═════ EXTRACTED MATERIAL ═════

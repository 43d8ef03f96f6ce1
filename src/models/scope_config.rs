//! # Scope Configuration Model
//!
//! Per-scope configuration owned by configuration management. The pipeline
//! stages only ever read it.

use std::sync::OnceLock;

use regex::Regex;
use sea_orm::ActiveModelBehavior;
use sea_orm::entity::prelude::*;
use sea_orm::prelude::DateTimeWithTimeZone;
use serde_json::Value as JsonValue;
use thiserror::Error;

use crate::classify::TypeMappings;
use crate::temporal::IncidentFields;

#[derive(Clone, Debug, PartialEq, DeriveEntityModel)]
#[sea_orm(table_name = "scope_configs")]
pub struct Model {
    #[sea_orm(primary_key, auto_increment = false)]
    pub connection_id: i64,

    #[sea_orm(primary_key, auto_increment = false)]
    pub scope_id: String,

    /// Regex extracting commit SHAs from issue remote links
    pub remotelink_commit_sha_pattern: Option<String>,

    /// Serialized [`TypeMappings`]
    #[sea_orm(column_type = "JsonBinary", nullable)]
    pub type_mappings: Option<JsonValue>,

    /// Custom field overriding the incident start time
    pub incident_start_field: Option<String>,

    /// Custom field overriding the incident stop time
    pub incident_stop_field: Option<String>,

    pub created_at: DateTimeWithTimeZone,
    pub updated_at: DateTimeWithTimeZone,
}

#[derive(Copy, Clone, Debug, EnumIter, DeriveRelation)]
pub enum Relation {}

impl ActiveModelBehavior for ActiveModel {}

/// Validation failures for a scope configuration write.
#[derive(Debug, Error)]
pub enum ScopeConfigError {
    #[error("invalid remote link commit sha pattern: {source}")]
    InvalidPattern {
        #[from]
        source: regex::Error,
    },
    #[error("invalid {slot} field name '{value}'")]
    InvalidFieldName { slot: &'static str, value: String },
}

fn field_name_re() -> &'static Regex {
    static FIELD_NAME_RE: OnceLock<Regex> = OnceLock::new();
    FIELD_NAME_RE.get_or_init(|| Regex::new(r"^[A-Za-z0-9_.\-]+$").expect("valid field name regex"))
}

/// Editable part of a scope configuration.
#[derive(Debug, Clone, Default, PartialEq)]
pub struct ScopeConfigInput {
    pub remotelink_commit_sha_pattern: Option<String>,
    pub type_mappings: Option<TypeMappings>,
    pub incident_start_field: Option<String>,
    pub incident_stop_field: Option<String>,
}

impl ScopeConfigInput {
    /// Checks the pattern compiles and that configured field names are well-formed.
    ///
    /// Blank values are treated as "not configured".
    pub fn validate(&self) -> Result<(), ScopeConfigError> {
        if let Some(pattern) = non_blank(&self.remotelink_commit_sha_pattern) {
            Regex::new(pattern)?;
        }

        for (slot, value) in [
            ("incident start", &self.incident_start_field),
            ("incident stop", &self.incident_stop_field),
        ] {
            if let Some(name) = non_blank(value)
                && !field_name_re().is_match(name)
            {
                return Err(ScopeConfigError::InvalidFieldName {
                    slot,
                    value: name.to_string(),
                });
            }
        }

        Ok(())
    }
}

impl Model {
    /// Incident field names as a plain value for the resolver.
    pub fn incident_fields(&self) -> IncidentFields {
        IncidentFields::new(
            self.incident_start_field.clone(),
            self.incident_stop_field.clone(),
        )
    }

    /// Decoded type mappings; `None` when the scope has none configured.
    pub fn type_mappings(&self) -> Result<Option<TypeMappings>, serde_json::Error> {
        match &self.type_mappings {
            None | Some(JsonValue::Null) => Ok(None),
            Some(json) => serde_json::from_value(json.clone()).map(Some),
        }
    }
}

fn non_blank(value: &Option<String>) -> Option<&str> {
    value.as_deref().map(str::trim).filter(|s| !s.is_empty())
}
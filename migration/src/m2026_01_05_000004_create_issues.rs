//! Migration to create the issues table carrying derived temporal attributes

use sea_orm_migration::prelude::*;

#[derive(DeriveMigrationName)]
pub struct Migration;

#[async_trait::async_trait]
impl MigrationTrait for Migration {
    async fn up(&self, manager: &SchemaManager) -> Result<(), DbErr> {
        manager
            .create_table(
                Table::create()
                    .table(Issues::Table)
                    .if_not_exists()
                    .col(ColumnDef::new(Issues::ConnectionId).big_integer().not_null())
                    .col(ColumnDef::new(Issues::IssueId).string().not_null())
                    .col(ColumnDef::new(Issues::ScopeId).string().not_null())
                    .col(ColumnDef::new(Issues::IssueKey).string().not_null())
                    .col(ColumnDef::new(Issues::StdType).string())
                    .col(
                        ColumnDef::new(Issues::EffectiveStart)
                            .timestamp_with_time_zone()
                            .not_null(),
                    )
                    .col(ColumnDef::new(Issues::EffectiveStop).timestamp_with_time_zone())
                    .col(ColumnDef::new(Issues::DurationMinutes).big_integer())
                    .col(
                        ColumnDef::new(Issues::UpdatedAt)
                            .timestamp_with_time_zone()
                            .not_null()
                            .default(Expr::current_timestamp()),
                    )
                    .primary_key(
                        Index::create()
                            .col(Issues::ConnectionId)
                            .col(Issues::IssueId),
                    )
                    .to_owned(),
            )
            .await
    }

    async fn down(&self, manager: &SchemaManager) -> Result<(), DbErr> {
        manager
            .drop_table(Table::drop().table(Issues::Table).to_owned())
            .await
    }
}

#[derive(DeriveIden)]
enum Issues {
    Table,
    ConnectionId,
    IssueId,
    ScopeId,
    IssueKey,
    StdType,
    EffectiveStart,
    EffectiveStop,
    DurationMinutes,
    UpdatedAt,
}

═════

TASK DESCRIPTION: Each line of the entries holding the string "self" should be found and copied.

EXPECTED ANSWER:
    pub fn validate(&self) -> Result<(), ScopeConfigError> {
        if let Some(pattern) = non_blank(&self.remotelink_commit_sha_pattern) {
            ("incident start", &self.incident_start_field),
            ("incident stop", &self.incident_stop_field),
    pub fn incident_fields(&self) -> IncidentFields {
            self.incident_start_field.clone(),
            self.incident_stop_field.clone(),
    pub fn type_mappings(&self) -> Result<Option<TypeMappings>, serde_json::Error> {
        match &self.type_mappings {
    async fn up(&self, manager: &SchemaManager) -> Result<(), DbErr> {
    async fn down(&self, manager: &SchemaManager) -> Result<(), DbErr> {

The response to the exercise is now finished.